Take the listing below and print exactly the lines starting at the line containing "repository e56a6fe1631da7fe" and ending at the line containing "Keystroke::Terminator => Some(std::mem::take(&mut", both ends included, and no others.

------------------------------------------------------------------------

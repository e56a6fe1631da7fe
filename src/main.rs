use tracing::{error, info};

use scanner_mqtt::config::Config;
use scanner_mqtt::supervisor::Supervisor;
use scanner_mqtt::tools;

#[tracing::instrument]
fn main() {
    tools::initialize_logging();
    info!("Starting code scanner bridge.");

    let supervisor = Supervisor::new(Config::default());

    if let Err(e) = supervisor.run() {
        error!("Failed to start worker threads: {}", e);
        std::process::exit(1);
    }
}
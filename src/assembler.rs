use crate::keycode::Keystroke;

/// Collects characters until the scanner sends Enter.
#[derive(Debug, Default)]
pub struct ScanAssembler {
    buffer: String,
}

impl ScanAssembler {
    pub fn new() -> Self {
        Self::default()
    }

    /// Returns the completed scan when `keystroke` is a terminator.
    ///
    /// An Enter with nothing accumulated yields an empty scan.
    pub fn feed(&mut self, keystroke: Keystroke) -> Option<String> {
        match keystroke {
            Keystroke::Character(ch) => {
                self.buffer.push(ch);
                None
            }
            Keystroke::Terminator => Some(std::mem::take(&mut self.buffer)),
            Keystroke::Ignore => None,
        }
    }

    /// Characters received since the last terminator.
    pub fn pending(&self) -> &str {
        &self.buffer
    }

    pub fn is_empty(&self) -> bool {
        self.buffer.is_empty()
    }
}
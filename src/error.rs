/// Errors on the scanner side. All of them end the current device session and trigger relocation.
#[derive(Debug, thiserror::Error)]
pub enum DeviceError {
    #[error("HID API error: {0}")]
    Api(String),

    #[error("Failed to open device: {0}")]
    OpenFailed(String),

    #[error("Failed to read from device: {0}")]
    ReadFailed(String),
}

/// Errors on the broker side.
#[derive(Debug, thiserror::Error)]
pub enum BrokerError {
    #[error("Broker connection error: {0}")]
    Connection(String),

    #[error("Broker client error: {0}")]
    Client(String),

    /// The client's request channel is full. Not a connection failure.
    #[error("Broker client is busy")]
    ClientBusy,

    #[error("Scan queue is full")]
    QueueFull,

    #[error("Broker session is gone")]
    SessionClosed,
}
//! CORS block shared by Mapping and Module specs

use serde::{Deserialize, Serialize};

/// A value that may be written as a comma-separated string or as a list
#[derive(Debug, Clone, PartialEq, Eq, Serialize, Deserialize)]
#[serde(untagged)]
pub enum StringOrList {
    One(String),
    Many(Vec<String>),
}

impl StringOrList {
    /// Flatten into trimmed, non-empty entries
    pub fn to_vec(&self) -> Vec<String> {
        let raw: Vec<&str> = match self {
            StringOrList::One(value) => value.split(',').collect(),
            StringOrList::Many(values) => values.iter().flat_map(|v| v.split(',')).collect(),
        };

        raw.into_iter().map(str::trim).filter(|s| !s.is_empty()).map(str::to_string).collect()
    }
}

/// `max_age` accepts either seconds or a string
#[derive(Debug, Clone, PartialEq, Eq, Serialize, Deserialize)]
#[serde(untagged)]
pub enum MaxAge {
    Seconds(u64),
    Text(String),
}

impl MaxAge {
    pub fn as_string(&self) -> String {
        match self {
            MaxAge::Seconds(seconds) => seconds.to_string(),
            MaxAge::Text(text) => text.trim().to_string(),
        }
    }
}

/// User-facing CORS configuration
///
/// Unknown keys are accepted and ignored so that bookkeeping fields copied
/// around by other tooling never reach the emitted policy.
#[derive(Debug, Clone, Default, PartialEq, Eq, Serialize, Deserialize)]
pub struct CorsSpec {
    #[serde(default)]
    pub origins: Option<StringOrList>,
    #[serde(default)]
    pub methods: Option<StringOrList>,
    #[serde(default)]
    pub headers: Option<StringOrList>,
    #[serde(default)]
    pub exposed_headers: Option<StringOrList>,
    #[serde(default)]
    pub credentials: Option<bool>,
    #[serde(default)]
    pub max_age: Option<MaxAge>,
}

------------------------------------------------------------------------

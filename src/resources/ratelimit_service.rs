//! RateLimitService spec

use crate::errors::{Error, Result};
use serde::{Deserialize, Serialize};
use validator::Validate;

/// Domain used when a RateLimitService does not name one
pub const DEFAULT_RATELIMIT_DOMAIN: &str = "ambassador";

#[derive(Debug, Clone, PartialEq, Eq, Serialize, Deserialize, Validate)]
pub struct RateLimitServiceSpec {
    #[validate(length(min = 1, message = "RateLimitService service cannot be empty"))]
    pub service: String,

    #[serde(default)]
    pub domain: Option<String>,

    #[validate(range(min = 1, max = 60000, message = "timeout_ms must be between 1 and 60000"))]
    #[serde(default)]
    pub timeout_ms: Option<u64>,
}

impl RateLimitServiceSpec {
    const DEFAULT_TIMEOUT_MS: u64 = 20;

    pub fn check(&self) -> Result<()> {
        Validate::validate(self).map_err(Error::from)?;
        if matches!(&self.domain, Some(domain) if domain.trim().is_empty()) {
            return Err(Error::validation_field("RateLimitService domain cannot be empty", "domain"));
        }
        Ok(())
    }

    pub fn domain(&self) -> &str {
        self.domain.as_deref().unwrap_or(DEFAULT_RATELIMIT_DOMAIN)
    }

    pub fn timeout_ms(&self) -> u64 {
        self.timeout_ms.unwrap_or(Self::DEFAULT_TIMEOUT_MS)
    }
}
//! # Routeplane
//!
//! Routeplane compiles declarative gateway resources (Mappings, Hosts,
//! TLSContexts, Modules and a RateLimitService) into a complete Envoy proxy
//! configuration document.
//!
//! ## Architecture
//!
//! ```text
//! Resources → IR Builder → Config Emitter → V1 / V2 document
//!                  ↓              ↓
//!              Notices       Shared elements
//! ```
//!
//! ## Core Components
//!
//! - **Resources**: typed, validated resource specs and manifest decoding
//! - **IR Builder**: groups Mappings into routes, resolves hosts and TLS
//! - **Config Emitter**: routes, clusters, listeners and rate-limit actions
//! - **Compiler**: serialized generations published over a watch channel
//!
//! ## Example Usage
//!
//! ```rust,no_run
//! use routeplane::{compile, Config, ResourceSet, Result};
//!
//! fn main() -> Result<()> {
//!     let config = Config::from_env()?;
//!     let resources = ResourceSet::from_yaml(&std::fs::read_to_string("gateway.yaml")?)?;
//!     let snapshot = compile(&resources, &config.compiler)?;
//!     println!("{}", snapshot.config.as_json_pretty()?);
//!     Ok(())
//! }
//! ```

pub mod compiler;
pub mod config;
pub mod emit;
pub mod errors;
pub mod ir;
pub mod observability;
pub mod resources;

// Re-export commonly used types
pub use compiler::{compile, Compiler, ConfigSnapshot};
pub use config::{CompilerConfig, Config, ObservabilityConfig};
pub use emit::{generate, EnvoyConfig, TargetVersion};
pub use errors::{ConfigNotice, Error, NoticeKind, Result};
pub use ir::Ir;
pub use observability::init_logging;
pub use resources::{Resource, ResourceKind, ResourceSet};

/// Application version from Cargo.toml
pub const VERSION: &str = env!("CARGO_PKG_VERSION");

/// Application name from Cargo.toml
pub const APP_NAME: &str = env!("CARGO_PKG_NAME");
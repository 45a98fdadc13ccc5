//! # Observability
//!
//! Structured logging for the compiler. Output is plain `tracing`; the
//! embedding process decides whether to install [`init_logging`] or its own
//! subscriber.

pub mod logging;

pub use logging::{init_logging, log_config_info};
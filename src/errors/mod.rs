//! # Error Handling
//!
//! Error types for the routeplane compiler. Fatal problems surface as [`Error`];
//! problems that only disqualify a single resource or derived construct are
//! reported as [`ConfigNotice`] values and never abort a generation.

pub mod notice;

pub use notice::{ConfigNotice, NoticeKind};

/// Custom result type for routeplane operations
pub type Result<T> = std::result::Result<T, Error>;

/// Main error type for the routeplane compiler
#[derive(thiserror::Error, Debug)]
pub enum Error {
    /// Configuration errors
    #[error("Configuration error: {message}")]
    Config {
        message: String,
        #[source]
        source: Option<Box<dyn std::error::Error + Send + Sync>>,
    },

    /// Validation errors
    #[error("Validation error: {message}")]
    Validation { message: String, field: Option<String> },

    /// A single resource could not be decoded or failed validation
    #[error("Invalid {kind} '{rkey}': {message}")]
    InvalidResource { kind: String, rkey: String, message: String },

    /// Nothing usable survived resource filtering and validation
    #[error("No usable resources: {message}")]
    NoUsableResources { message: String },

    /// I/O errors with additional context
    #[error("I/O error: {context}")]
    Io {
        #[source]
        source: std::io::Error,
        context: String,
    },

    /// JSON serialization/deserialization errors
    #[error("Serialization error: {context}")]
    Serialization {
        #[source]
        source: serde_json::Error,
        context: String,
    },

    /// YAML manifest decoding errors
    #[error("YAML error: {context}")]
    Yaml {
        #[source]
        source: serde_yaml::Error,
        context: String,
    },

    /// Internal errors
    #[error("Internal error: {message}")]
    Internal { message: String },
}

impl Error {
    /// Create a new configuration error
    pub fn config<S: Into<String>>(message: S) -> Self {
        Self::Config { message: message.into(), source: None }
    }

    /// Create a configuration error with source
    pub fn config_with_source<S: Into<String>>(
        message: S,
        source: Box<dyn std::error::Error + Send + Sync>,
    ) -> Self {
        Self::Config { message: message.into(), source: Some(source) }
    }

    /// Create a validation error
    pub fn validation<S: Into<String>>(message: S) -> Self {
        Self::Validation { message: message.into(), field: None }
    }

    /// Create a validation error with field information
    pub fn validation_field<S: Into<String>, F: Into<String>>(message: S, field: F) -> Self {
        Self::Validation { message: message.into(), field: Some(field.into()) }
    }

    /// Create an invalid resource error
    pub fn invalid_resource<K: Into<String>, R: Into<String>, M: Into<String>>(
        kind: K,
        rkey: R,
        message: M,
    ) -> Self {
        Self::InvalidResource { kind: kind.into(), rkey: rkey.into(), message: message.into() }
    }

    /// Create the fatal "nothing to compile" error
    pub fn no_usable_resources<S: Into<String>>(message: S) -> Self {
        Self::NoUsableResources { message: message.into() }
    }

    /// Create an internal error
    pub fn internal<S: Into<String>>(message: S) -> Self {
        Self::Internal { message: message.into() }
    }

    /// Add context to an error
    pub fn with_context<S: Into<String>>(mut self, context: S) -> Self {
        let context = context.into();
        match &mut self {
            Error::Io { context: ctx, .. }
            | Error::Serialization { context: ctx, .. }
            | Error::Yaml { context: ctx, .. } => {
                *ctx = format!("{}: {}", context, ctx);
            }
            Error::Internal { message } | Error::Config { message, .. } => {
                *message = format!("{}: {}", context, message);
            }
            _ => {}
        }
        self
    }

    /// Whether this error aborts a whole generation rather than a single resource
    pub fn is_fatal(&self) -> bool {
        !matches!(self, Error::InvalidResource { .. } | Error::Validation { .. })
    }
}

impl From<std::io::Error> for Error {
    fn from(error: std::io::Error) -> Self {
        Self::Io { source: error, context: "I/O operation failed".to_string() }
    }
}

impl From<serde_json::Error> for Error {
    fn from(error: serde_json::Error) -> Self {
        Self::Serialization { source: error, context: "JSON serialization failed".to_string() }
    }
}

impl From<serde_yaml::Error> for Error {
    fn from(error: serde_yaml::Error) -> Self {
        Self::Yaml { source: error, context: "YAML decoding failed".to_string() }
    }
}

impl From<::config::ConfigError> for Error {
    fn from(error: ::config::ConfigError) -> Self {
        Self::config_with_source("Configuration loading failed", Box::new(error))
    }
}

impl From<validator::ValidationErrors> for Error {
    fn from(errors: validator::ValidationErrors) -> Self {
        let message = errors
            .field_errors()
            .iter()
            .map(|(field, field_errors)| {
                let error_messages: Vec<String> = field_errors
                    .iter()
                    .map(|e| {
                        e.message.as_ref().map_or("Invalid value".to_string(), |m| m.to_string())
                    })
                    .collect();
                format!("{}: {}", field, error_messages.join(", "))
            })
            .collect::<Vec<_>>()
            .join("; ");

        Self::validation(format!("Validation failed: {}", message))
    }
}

------------------------------------------------------------------------

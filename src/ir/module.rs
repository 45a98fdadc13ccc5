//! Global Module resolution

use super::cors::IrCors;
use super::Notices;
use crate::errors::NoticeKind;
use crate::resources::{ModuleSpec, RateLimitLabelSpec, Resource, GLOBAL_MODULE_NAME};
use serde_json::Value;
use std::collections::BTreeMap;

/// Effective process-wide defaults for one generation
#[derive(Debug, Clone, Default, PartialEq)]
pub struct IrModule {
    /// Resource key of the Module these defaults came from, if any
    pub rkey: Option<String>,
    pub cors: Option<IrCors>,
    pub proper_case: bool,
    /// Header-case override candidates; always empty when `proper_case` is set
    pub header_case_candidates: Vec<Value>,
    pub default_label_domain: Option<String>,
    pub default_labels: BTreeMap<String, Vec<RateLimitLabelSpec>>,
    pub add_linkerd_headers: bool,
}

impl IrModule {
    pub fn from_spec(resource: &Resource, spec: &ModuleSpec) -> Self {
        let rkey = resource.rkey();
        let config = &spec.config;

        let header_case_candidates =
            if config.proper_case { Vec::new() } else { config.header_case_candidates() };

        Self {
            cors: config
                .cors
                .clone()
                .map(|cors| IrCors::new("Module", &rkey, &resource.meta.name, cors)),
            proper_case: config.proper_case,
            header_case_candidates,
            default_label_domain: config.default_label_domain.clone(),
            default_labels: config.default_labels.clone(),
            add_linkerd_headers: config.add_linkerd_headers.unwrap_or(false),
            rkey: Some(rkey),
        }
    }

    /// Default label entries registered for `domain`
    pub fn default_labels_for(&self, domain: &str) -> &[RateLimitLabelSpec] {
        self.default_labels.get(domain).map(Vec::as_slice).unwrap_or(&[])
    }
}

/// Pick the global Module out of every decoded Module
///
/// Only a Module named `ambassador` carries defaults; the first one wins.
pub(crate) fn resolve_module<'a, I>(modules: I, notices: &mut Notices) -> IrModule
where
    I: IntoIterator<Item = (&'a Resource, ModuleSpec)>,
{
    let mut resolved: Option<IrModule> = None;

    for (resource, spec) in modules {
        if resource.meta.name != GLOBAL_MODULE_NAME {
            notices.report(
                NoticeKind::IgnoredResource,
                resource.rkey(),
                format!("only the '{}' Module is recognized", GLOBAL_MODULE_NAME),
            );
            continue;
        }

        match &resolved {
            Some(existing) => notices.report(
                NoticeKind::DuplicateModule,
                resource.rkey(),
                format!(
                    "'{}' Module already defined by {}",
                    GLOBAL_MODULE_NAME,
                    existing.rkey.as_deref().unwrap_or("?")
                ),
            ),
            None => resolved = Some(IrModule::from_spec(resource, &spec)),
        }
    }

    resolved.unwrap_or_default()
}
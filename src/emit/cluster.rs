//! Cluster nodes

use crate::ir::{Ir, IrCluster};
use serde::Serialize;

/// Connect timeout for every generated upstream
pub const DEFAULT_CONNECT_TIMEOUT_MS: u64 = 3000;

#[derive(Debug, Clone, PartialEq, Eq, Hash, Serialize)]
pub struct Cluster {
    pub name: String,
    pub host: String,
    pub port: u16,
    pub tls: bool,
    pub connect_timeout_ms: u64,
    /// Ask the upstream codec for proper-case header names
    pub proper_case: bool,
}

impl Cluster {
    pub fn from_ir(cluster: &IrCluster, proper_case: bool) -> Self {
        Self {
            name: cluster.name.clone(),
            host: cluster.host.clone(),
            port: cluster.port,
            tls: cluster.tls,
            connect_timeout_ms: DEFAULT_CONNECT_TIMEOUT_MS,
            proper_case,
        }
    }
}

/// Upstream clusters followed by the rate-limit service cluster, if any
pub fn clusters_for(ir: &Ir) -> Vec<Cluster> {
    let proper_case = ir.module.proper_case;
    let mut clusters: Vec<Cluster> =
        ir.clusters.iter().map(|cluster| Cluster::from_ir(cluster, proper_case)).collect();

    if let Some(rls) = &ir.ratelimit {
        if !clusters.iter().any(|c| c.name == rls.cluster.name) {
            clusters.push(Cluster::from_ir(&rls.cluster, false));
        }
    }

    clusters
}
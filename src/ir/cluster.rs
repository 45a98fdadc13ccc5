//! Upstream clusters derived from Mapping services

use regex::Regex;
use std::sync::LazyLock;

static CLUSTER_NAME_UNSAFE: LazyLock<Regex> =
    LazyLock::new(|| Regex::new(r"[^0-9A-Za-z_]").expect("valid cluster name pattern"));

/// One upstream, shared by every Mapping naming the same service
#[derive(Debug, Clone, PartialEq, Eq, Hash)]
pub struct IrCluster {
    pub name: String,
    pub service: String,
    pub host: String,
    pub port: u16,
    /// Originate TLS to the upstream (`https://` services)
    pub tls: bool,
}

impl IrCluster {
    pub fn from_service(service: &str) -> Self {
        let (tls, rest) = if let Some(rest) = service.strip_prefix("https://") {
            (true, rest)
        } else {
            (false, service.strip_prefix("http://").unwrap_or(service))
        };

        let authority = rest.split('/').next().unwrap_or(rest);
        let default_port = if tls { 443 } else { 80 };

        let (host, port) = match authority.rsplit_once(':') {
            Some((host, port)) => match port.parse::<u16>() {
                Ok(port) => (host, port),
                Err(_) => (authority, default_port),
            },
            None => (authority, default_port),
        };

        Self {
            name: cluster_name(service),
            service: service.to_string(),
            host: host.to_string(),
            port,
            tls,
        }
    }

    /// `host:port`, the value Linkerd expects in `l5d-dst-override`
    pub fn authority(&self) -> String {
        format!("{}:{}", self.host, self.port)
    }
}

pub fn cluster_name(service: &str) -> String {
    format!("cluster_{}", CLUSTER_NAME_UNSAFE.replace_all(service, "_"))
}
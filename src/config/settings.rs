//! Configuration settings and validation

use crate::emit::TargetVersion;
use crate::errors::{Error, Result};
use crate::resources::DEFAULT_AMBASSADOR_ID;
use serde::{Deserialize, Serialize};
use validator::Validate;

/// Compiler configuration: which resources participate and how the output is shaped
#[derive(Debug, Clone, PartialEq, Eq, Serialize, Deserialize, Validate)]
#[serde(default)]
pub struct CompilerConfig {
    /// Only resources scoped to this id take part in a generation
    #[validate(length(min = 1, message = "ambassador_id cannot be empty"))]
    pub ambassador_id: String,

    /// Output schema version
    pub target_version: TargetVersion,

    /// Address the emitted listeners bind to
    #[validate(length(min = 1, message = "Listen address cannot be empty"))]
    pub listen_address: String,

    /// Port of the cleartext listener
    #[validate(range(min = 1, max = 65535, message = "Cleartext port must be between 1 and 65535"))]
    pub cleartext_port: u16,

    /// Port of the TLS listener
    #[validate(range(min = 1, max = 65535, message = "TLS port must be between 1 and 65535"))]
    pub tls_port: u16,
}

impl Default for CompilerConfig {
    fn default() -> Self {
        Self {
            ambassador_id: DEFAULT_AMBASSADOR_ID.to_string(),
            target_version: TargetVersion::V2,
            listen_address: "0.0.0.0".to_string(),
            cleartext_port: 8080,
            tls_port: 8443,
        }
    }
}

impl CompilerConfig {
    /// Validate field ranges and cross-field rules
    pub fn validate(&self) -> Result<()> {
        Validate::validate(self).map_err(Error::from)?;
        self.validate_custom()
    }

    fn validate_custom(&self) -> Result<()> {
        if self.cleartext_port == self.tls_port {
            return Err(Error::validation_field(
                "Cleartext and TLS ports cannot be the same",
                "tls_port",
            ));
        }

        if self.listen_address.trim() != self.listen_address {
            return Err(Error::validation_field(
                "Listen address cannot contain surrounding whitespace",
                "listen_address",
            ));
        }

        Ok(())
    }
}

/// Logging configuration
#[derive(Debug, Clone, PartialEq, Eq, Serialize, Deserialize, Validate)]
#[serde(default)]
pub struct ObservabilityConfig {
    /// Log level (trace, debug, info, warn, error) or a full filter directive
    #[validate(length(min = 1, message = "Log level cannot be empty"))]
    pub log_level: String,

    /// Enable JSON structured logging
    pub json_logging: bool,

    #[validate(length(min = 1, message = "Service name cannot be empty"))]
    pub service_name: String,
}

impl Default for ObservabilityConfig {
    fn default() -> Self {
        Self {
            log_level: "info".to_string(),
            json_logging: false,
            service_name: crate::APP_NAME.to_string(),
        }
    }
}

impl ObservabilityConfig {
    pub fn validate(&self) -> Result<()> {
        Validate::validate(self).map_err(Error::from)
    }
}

------------------------------------------------------------------------

◆ **Reply**:
repository e56a6fe1631da7fe
filename src/main.rs
use tracing::{error, info};

use scanner_mqtt::config::Config;
use scanner_mqtt::supervisor::Supervisor;
use scanner_mqtt::tools;

#[tracing::instrument]
fn main() {
    tools::initialize_logging();
    info!("Starting code scanner bridge.");

    let supervisor = Supervisor::new(Config::default());

    if let Err(e) = supervisor.run() {
        error!("Failed to start worker threads: {}", e);
        std::process::exit(1);
    }
}
filename src/assembler.rs
use crate::keycode::Keystroke;

/// Collects characters until the scanner sends Enter.
#[derive(Debug, Default)]
pub struct ScanAssembler {
    buffer: String,
}

impl ScanAssembler {
    pub fn new() -> Self {
        Self::default()
    }

    /// Returns the completed scan when `keystroke` is a terminator.
    ///
    /// An Enter with nothing accumulated yields an empty scan.
    pub fn feed(&mut self, keystroke: Keystroke) -> Option<String> {
        match keystroke {
            Keystroke::Character(ch) => {
                self.buffer.push(ch);
                None
            }
            Keystroke::Terminator => Some(std::mem::take(&mut self.buffer)),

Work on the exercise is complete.